▶ **Task statement**
Extract every record, keeping each one exactly as it is.

Stored data:
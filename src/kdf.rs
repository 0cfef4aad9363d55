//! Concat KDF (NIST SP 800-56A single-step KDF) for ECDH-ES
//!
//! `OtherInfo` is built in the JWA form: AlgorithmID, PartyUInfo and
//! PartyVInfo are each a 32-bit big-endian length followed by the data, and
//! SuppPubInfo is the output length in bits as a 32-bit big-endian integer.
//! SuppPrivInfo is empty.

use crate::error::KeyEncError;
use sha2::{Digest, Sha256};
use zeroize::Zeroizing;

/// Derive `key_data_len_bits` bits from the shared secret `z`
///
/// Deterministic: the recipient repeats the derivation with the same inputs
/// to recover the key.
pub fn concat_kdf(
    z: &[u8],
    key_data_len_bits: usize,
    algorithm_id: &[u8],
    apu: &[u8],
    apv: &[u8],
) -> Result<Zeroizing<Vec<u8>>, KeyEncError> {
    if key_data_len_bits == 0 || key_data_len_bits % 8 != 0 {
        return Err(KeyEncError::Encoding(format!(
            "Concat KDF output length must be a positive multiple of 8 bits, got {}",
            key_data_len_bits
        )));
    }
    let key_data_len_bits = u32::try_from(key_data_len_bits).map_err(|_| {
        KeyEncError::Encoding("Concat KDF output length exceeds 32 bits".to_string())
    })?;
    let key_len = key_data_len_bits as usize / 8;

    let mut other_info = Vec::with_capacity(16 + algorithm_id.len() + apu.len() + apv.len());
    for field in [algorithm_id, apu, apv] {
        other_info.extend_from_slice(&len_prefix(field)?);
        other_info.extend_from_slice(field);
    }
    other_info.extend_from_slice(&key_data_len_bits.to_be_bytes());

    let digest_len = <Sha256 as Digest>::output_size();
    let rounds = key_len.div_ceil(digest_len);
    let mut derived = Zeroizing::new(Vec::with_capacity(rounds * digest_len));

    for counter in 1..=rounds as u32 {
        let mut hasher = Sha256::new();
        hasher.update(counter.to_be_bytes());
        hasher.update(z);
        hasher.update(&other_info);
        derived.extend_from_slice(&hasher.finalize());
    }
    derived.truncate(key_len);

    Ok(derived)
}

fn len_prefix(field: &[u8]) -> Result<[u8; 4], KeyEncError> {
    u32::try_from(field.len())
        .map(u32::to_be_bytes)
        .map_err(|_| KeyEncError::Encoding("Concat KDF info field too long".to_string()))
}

▶ **Solution to this exercise**
filename src/kdf.rs
repository 0cfef4aad9363d55
//! Concat KDF (NIST SP 800-56A single-step KDF) for ECDH-ES
//!
//! `OtherInfo` is built in the JWA form: AlgorithmID, PartyUInfo and
//! PartyVInfo are each a 32-bit big-endian length followed by the data, and
//! SuppPubInfo is the output length in bits as a 32-bit big-endian integer.
//! SuppPrivInfo is empty.

use crate::error::KeyEncError;
use sha2::{Digest, Sha256};
use zeroize::Zeroizing;

/// Derive `key_data_len_bits` bits from the shared secret `z`
///
/// Deterministic: the recipient repeats the derivation with the same inputs
/// to recover the key.
pub fn concat_kdf(
    z: &[u8],
    key_data_len_bits: usize,
    algorithm_id: &[u8],
    apu: &[u8],
    apv: &[u8],
) -> Result<Zeroizing<Vec<u8>>, KeyEncError> {
    if key_data_len_bits == 0 || key_data_len_bits % 8 != 0 {
        return Err(KeyEncError::Encoding(format!(
            "Concat KDF output length must be a positive multiple of 8 bits, got {}",
            key_data_len_bits
        )));
    }
    let key_data_len_bits = u32::try_from(key_data_len_bits).map_err(|_| {
        KeyEncError::Encoding("Concat KDF output length exceeds 32 bits".to_string())
    })?;
    let key_len = key_data_len_bits as usize / 8;

    let mut other_info = Vec::with_capacity(16 + algorithm_id.len() + apu.len() + apv.len());
    for field in [algorithm_id, apu, apv] {
        other_info.extend_from_slice(&len_prefix(field)?);
        other_info.extend_from_slice(field);
    }
    other_info.extend_from_slice(&key_data_len_bits.to_be_bytes());

    let digest_len = <Sha256 as Digest>::output_size();
    let rounds = key_len.div_ceil(digest_len);
    let mut derived = Zeroizing::new(Vec::with_capacity(rounds * digest_len));

    for counter in 1..=rounds as u32 {
        let mut hasher = Sha256::new();
        hasher.update(counter.to_be_bytes());
        hasher.update(z);
        hasher.update(&other_info);
        derived.extend_from_slice(&hasher.finalize());
    }
    derived.truncate(key_len);

    Ok(derived)
}

fn len_prefix(field: &[u8]) -> Result<[u8; 4], KeyEncError> {
    u32::try_from(field.len())
        .map(u32::to_be_bytes)
        .map_err(|_| KeyEncError::Encoding("Concat KDF info field too long".to_string()))
}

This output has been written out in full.